//! # gnss-rlsq
//!
//! A robust least-squares estimation core -- Ordinary Least Squares (OLS),
//! Iteratively Reweighted Least Squares (IRLS) and Random Sample Consensus
//! (RANSAC) cascaded under a single tri-state decision policy -- plus a
//! Time-Differenced Phase Displacement (TDPD) estimator built on top of it.
//!
//! The target audience is GNSS positioning engineers who need a dependable
//! estimator for a linear measurement model `A x = b` where some fraction
//! of the rows are gross outliers, without committing to a full navigation
//! stack.
//!
//! ## Usage
//!
//! Put this in your `Cargo.toml`:
//!
//! ```toml
//! [dependencies]
//! gnss-rlsq = "0.1"
//! ```
//!
//! ```
//! use gnss_rlsq::problem::Problem;
//! use gnss_rlsq::robust::{self, RobustOptions};
//! use rand_pcg::Pcg64Mcg;
//!
//! let mut problem = Problem::new(2, 5);
//! for i in 0..5 {
//!     let x = i as f64;
//!     problem.append(&[1.0, x], 2.0 * x + 1.0);
//! }
//!
//! let opts = RobustOptions::new(10, 100, 25, 0.1, 0.02, 1e-4);
//! let mut rng = Pcg64Mcg::new(42);
//! let (status, solution) = robust::solve(&problem, &opts, &mut rng);
//! println!("{status:?} {:?}", solution.x);
//! ```

/// Error types returned by the solver modules.
pub mod error;

/// Slice-based linear-algebra building blocks shared by every solver.
pub mod kernels;

/// The `Problem`/`Solution` container types shared by every solver.
pub mod problem;

/// Ordinary Least Squares: a single normal-equation solve.
pub mod ols;

/// Iteratively Reweighted Least Squares.
pub mod irls;

/// Random Sample Consensus.
pub mod ransac;

/// The OLS -> IRLS -> RANSAC robust orchestrator.
pub mod robust;

/// Time-Differenced Phase Displacement estimator and position-domain
/// smoother, built on [`robust`].
pub mod tdpd;

/// A thread-local random stream kept for callers that want the original
/// C source's process-wide default-stream behavior.
pub mod rng;
//! Position-domain carrier-smoothed point solution (spec.md §4.G,
//! "Position-domain smoothing"), carried over in full from
//! `tdpd.c`'s `pntpos_position_domain_smoothing`.

use hifitime::Epoch;
use nalgebra::Vector3;

use super::{
    TDPD_SMOOTHING_MAX_EXTRAPOLATION_DISPL, TDPD_SMOOTHING_MAX_EXTRAPOLATION_TIME,
    TDPD_SMOOTHING_MAX_PNTPOS_DELAY, TDPD_SMOOTHING_MAX_RESIDUAL,
};
use crate::robust::RobustStatus;

/// Result of one [`PositionDomainSmoother::update`] call.
#[derive(Debug, Clone, Copy)]
pub struct SmoothedFix {
    pub position: Vector3<f64>,
    pub velocity: Option<Vector3<f64>>,
    /// Set when the point solution failed but a TDPD displacement was used
    /// to dead-reckon the smoothed position forward ("single-point fix").
    pub is_single_point_fix: bool,
}

/// Stateful position-domain smoother. One instance per receiver solution
/// stream.
#[derive(Debug, Clone)]
pub struct PositionDomainSmoother {
    count: u64,
    position_smoothed: Vector3<f64>,
    velocity_tdpd: Vector3<f64>,
    time_start: Epoch,
    time_previous_pntpos: Epoch,
    time_previous_tdpd: Epoch,
}

impl PositionDomainSmoother {
    /// Creates a smoother with no prior state. The first `update` call
    /// whose point solution succeeds initializes it.
    pub fn new(epoch: Epoch) -> Self {
        Self {
            count: 0,
            position_smoothed: Vector3::zeros(),
            velocity_tdpd: Vector3::zeros(),
            time_start: epoch,
            time_previous_pntpos: epoch,
            time_previous_tdpd: epoch,
        }
    }

    /// Advances the smoother by one epoch.
    ///
    /// - `rr`: the raw point-solution position for this epoch.
    /// - `pntpos_success`: whether the point solution converged this epoch.
    /// - `sol_time`: the point solution's epoch.
    /// - `tt`: time span (s) the TDPD displacement covers; zero if unknown.
    /// - `tdpd_status`, `displacement_tdpd`: this epoch's TDPD result.
    /// - `smoothing_window`: configured smoothing window length (s).
    #[allow(clippy::too_many_arguments)]
    pub fn update(
        &mut self,
        rr: Vector3<f64>,
        pntpos_success: bool,
        sol_time: Epoch,
        tt: f64,
        tdpd_status: RobustStatus,
        displacement_tdpd: Vector3<f64>,
        smoothing_window: f64,
    ) -> SmoothedFix {
        let mut pntpos_success = pntpos_success;
        let mut displacement_tdpd = displacement_tdpd;

        let age = (sol_time - self.time_start).to_seconds().abs();
        let dt = (sol_time - self.time_previous_pntpos).to_seconds();
        let tdpd_success = tdpd_status == RobustStatus::Succeed;
        let is_filter_out_of_date = dt.abs() > TDPD_SMOOTHING_MAX_PNTPOS_DELAY;

        if tdpd_success && tt != 0.0 {
            self.time_previous_tdpd = sol_time;
            self.velocity_tdpd = displacement_tdpd / tt;
        }

        let dt_extrapolation = (sol_time - self.time_previous_tdpd).to_seconds();
        let displ_extrapolation = self.velocity_tdpd.norm() * dt_extrapolation;
        let is_velocity_out_of_date = dt_extrapolation > TDPD_SMOOTHING_MAX_EXTRAPOLATION_TIME
            || displ_extrapolation > TDPD_SMOOTHING_MAX_EXTRAPOLATION_DISPL;

        let mut is_displacement_available = tdpd_success;
        if !tdpd_success && !is_velocity_out_of_date {
            displacement_tdpd = self.velocity_tdpd * tt;
            is_displacement_available = true;
        }

        let pos_extrapolated = self.position_smoothed + displacement_tdpd;

        if is_displacement_available
            && pntpos_success
            && self.count > 0
            && !is_filter_out_of_date
            && age > smoothing_window
        {
            let pos_residual = rr - pos_extrapolated;
            if pos_residual.norm() > TDPD_SMOOTHING_MAX_RESIDUAL {
                pntpos_success = false;
            }
        }

        let is_initialization = self.count == 0 && pntpos_success;
        let is_reinitialization =
            (is_filter_out_of_date || !is_displacement_available) && pntpos_success;

        let actions_needed = dt != 0.0 || self.count == 0;
        let actions_not_possible = !is_displacement_available && !pntpos_success;

        let mut is_single_point_fix = false;

        if actions_needed && !actions_not_possible {
            if is_initialization || is_reinitialization {
                self.count = 1;
                self.position_smoothed = rr;
                self.time_start = sol_time;
                self.time_previous_pntpos = sol_time;
            } else if pntpos_success {
                if age <= smoothing_window && tdpd_success {
                    self.count += 1;
                }
                let weight = 1.0 / self.count as f64;
                self.position_smoothed = rr * weight + pos_extrapolated * (1.0 - weight);
                self.time_previous_pntpos = sol_time;
            } else if is_displacement_available {
                self.position_smoothed += displacement_tdpd;
                is_single_point_fix = true;
            }
        }

        SmoothedFix {
            position: self.position_smoothed,
            velocity: is_displacement_available.then_some(self.velocity_tdpd),
            is_single_point_fix,
        }
    }
}

#[cfg(test)]
mod tests {
    use super::*;
    use hifitime::Epoch;

    fn epoch(seconds: f64) -> Epoch {
        Epoch::from_gpst_seconds(seconds)
    }

    #[test]
    fn initializes_on_first_successful_point_solution() {
        let mut smoother = PositionDomainSmoother::new(epoch(0.0));
        let fix = smoother.update(
            Vector3::new(1.0, 2.0, 3.0),
            true,
            epoch(0.0),
            1.0,
            RobustStatus::Fail,
            Vector3::zeros(),
            30.0,
        );
        assert_eq!(fix.position, Vector3::new(1.0, 2.0, 3.0));
        assert!(!fix.is_single_point_fix);
    }

    #[test]
    fn dead_reckons_when_point_solution_fails_but_displacement_exists() {
        let mut smoother = PositionDomainSmoother::new(epoch(0.0));
        smoother.update(
            Vector3::new(0.0, 0.0, 0.0),
            true,
            epoch(0.0),
            1.0,
            RobustStatus::Succeed,
            Vector3::new(1.0, 0.0, 0.0),
            30.0,
        );
        let fix = smoother.update(
            Vector3::new(0.0, 0.0, 0.0),
            false,
            epoch(1.0),
            1.0,
            RobustStatus::Succeed,
            Vector3::new(1.0, 0.0, 0.0),
            30.0,
        );
        assert!(fix.is_single_point_fix);
        assert!((fix.position - Vector3::new(2.0, 0.0, 0.0)).norm() < 1e-9);
    }
}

----

## WHAT YOU NEED TO DO
Please copy, word for word, every line from the first line of the records through the line containing "need a dependable", with both of those lines included and nothing else.

## COMPLETED EXERCISE
//! # gnss-rlsq
//!
//! A robust least-squares estimation core -- Ordinary Least Squares (OLS),
//! Iteratively Reweighted Least Squares (IRLS) and Random Sample Consensus
//! (RANSAC) cascaded under a single tri-state decision policy -- plus a
//! Time-Differenced Phase Displacement (TDPD) estimator built on top of it.
//!
//! The target audience is GNSS positioning engineers who need a dependable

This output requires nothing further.